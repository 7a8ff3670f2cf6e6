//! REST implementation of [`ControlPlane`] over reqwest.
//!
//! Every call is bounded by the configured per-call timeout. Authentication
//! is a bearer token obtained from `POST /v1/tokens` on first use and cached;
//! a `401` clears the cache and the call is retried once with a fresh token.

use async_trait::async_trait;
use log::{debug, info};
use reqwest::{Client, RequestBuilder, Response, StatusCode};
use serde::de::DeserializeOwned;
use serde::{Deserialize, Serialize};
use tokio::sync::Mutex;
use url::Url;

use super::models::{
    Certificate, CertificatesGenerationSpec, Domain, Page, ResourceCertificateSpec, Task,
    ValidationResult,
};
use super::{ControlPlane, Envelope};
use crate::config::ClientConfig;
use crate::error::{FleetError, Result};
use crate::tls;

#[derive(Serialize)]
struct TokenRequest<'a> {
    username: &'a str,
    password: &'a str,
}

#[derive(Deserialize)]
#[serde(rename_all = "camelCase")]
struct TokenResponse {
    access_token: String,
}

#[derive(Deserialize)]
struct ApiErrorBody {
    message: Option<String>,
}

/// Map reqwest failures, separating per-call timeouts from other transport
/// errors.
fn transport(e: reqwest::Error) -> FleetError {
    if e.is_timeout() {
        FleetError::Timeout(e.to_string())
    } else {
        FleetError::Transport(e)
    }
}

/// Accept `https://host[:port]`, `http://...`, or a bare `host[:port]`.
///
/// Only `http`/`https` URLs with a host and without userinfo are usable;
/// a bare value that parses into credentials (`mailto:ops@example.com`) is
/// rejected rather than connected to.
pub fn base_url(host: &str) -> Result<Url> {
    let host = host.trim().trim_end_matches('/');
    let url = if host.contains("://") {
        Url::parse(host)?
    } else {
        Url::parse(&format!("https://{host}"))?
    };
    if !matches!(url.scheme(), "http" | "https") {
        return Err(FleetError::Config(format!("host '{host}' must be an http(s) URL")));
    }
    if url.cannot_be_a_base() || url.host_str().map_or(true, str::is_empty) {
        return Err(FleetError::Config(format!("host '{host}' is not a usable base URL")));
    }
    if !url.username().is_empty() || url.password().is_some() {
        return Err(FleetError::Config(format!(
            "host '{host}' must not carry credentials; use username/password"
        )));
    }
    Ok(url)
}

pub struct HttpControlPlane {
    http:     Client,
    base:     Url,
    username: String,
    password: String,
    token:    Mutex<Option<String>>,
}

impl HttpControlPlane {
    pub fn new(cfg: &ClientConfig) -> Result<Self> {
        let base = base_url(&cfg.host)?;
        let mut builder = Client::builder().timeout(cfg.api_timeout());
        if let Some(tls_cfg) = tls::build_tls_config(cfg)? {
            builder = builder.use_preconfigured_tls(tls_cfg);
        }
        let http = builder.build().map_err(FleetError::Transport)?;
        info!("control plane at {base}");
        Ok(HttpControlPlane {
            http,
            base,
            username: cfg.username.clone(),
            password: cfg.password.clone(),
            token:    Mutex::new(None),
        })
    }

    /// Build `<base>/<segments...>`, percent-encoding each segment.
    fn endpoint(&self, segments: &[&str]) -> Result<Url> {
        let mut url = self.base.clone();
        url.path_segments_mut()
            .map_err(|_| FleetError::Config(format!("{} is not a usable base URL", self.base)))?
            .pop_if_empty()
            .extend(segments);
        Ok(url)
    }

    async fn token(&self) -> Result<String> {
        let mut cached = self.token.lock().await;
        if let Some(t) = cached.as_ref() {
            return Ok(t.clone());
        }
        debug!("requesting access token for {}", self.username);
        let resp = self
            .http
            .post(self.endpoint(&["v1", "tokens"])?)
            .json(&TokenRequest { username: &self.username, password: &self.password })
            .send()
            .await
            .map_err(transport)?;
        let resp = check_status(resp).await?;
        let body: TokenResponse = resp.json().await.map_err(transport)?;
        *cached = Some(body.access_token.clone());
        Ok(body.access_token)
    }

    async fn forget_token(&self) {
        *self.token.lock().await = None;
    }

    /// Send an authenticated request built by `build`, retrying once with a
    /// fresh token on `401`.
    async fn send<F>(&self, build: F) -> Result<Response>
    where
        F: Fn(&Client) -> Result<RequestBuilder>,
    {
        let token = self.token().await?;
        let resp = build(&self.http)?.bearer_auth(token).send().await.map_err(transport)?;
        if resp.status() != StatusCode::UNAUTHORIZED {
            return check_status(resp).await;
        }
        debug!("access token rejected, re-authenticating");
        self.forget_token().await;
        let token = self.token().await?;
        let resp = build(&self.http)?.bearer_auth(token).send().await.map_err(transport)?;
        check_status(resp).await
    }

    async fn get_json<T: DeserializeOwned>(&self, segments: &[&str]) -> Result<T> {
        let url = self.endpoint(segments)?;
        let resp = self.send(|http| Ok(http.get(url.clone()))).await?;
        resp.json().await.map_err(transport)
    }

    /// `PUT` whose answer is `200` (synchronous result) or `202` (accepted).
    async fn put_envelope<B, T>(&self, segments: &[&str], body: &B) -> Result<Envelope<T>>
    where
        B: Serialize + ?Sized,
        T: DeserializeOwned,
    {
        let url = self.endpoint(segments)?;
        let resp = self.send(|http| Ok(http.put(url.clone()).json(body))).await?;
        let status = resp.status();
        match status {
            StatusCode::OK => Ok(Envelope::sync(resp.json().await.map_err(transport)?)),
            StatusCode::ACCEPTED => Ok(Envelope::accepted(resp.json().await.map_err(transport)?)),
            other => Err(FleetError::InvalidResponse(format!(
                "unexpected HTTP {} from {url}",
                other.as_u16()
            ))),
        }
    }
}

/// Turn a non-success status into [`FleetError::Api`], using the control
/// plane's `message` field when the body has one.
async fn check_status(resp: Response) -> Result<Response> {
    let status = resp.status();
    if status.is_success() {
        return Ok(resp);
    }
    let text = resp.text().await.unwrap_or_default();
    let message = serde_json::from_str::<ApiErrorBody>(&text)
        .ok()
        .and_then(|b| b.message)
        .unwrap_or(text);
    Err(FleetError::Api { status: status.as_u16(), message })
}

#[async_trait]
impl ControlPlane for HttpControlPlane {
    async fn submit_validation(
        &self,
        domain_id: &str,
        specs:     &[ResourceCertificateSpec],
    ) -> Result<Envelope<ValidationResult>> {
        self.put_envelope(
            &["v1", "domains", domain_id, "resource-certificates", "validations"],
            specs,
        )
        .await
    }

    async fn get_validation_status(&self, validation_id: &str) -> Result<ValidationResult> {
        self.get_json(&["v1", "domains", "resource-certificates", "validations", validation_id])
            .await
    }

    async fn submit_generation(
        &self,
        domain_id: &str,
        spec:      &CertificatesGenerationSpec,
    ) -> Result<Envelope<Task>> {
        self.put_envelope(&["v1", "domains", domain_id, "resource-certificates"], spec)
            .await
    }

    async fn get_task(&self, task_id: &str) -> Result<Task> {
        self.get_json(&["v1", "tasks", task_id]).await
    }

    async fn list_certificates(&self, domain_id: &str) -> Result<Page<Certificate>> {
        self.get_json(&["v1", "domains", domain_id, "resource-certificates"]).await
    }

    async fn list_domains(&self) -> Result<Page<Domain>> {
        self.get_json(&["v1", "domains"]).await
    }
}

- Task to carry out
Without skipping anything, transcribe every line above exactly.

- Response to this task
repository 7a8ff3670f2cf6e6
//! REST implementation of [`ControlPlane`] over reqwest.
//!
//! Every call is bounded by the configured per-call timeout. Authentication
//! is a bearer token obtained from `POST /v1/tokens` on first use and cached;
//! a `401` clears the cache and the call is retried once with a fresh token.

use async_trait::async_trait;
use log::{debug, info};
use reqwest::{Client, RequestBuilder, Response, StatusCode};
use serde::de::DeserializeOwned;
use serde::{Deserialize, Serialize};
use tokio::sync::Mutex;
use url::Url;

use super::models::{
    Certificate, CertificatesGenerationSpec, Domain, Page, ResourceCertificateSpec, Task,
    ValidationResult,
};
use super::{ControlPlane, Envelope};
use crate::config::ClientConfig;
use crate::error::{FleetError, Result};
use crate::tls;

#[derive(Serialize)]
struct TokenRequest<'a> {
    username: &'a str,
    password: &'a str,
}

#[derive(Deserialize)]
#[serde(rename_all = "camelCase")]
struct TokenResponse {
    access_token: String,
}

#[derive(Deserialize)]
struct ApiErrorBody {
    message: Option<String>,
}

/// Map reqwest failures, separating per-call timeouts from other transport
/// errors.
fn transport(e: reqwest::Error) -> FleetError {
    if e.is_timeout() {
        FleetError::Timeout(e.to_string())
    } else {
        FleetError::Transport(e)
    }
}

/// Accept `https://host[:port]`, `http://...`, or a bare `host[:port]`.
///
/// Only `http`/`https` URLs with a host and without userinfo are usable;
/// a bare value that parses into credentials (`mailto:ops@example.com`) is
/// rejected rather than connected to.
pub fn base_url(host: &str) -> Result<Url> {
    let host = host.trim().trim_end_matches('/');
    let url = if host.contains("://") {
        Url::parse(host)?
    } else {
        Url::parse(&format!("https://{host}"))?
    };
    if !matches!(url.scheme(), "http" | "https") {
        return Err(FleetError::Config(format!("host '{host}' must be an http(s) URL")));
    }
    if url.cannot_be_a_base() || url.host_str().map_or(true, str::is_empty) {
        return Err(FleetError::Config(format!("host '{host}' is not a usable base URL")));
    }
    if !url.username().is_empty() || url.password().is_some() {
        return Err(FleetError::Config(format!(
            "host '{host}' must not carry credentials; use username/password"
        )));
    }
    Ok(url)
}

pub struct HttpControlPlane {
    http:     Client,
    base:     Url,
    username: String,
    password: String,
    token:    Mutex<Option<String>>,
}

impl HttpControlPlane {
    pub fn new(cfg: &ClientConfig) -> Result<Self> {
        let base = base_url(&cfg.host)?;
        let mut builder = Client::builder().timeout(cfg.api_timeout());
        if let Some(tls_cfg) = tls::build_tls_config(cfg)? {
            builder = builder.use_preconfigured_tls(tls_cfg);
        }
        let http = builder.build().map_err(FleetError::Transport)?;
        info!("control plane at {base}");
        Ok(HttpControlPlane {
            http,
            base,
            username: cfg.username.clone(),
            password: cfg.password.clone(),
            token:    Mutex::new(None),
        })
    }

    /// Build `<base>/<segments...>`, percent-encoding each segment.
    fn endpoint(&self, segments: &[&str]) -> Result<Url> {
        let mut url = self.base.clone();
        url.path_segments_mut()
            .map_err(|_| FleetError::Config(format!("{} is not a usable base URL", self.base)))?
            .pop_if_empty()
            .extend(segments);
        Ok(url)
    }

    async fn token(&self) -> Result<String> {
        let mut cached = self.token.lock().await;
        if let Some(t) = cached.as_ref() {
            return Ok(t.clone());
        }
        debug!("requesting access token for {}", self.username);
        let resp = self
            .http
            .post(self.endpoint(&["v1", "tokens"])?)
            .json(&TokenRequest { username: &self.username, password: &self.password })
            .send()
            .await
            .map_err(transport)?;
        let resp = check_status(resp).await?;
        let body: TokenResponse = resp.json().await.map_err(transport)?;
        *cached = Some(body.access_token.clone());
        Ok(body.access_token)
    }

    async fn forget_token(&self) {
        *self.token.lock().await = None;
    }

    /// Send an authenticated request built by `build`, retrying once with a
    /// fresh token on `401`.
    async fn send<F>(&self, build: F) -> Result<Response>
    where
        F: Fn(&Client) -> Result<RequestBuilder>,
    {
        let token = self.token().await?;
        let resp = build(&self.http)?.bearer_auth(token).send().await.map_err(transport)?;
        if resp.status() != StatusCode::UNAUTHORIZED {
            return check_status(resp).await;
        }
        debug!("access token rejected, re-authenticating");
        self.forget_token().await;
        let token = self.token().await?;
        let resp = build(&self.http)?.bearer_auth(token).send().await.map_err(transport)?;
        check_status(resp).await
    }

    async fn get_json<T: DeserializeOwned>(&self, segments: &[&str]) -> Result<T> {
        let url = self.endpoint(segments)?;
        let resp = self.send(|http| Ok(http.get(url.clone()))).await?;
        resp.json().await.map_err(transport)
    }

    /// `PUT` whose answer is `200` (synchronous result) or `202` (accepted).
    async fn put_envelope<B, T>(&self, segments: &[&str], body: &B) -> Result<Envelope<T>>
    where
        B: Serialize + ?Sized,
        T: DeserializeOwned,
    {
        let url = self.endpoint(segments)?;
        let resp = self.send(|http| Ok(http.put(url.clone()).json(body))).await?;
        let status = resp.status();
        match status {
            StatusCode::OK => Ok(Envelope::sync(resp.json().await.map_err(transport)?)),
            StatusCode::ACCEPTED => Ok(Envelope::accepted(resp.json().await.map_err(transport)?)),
            other => Err(FleetError::InvalidResponse(format!(
                "unexpected HTTP {} from {url}",
                other.as_u16()
            ))),
        }
    }
}

/// Turn a non-success status into [`FleetError::Api`], using the control
/// plane's `message` field when the body has one.
async fn check_status(resp: Response) -> Result<Response> {
    let status = resp.status();
    if status.is_success() {
        return Ok(resp);
    }
    let text = resp.text().await.unwrap_or_default();
    let message = serde_json::from_str::<ApiErrorBody>(&text)
        .ok()
        .and_then(|b| b.message)
        .unwrap_or(text);
    Err(FleetError::Api { status: status.as_u16(), message })
}

#[async_trait]
impl ControlPlane for HttpControlPlane {
    async fn submit_validation(
        &self,
        domain_id: &str,
        specs:     &[ResourceCertificateSpec],
    ) -> Result<Envelope<ValidationResult>> {
        self.put_envelope(
            &["v1", "domains", domain_id, "resource-certificates", "validations"],
            specs,
        )
        .await
    }

    async fn get_validation_status(&self, validation_id: &str) -> Result<ValidationResult> {
        self.get_json(&["v1", "domains", "resource-certificates", "validations", validation_id])
            .await
    }

    async fn submit_generation(
        &self,
        domain_id: &str,
        spec:      &CertificatesGenerationSpec,
    ) -> Result<Envelope<Task>> {
        self.put_envelope(&["v1", "domains", domain_id, "resource-certificates"], spec)
            .await
    }

    async fn get_task(&self, task_id: &str) -> Result<Task> {
        self.get_json(&["v1", "tasks", task_id]).await
    }

    async fn list_certificates(&self, domain_id: &str) -> Result<Page<Certificate>> {
        self.get_json(&["v1", "domains", domain_id, "resource-certificates"]).await
    }

    async fn list_domains(&self) -> Result<Page<Domain>> {
        self.get_json(&["v1", "domains"]).await
    }
}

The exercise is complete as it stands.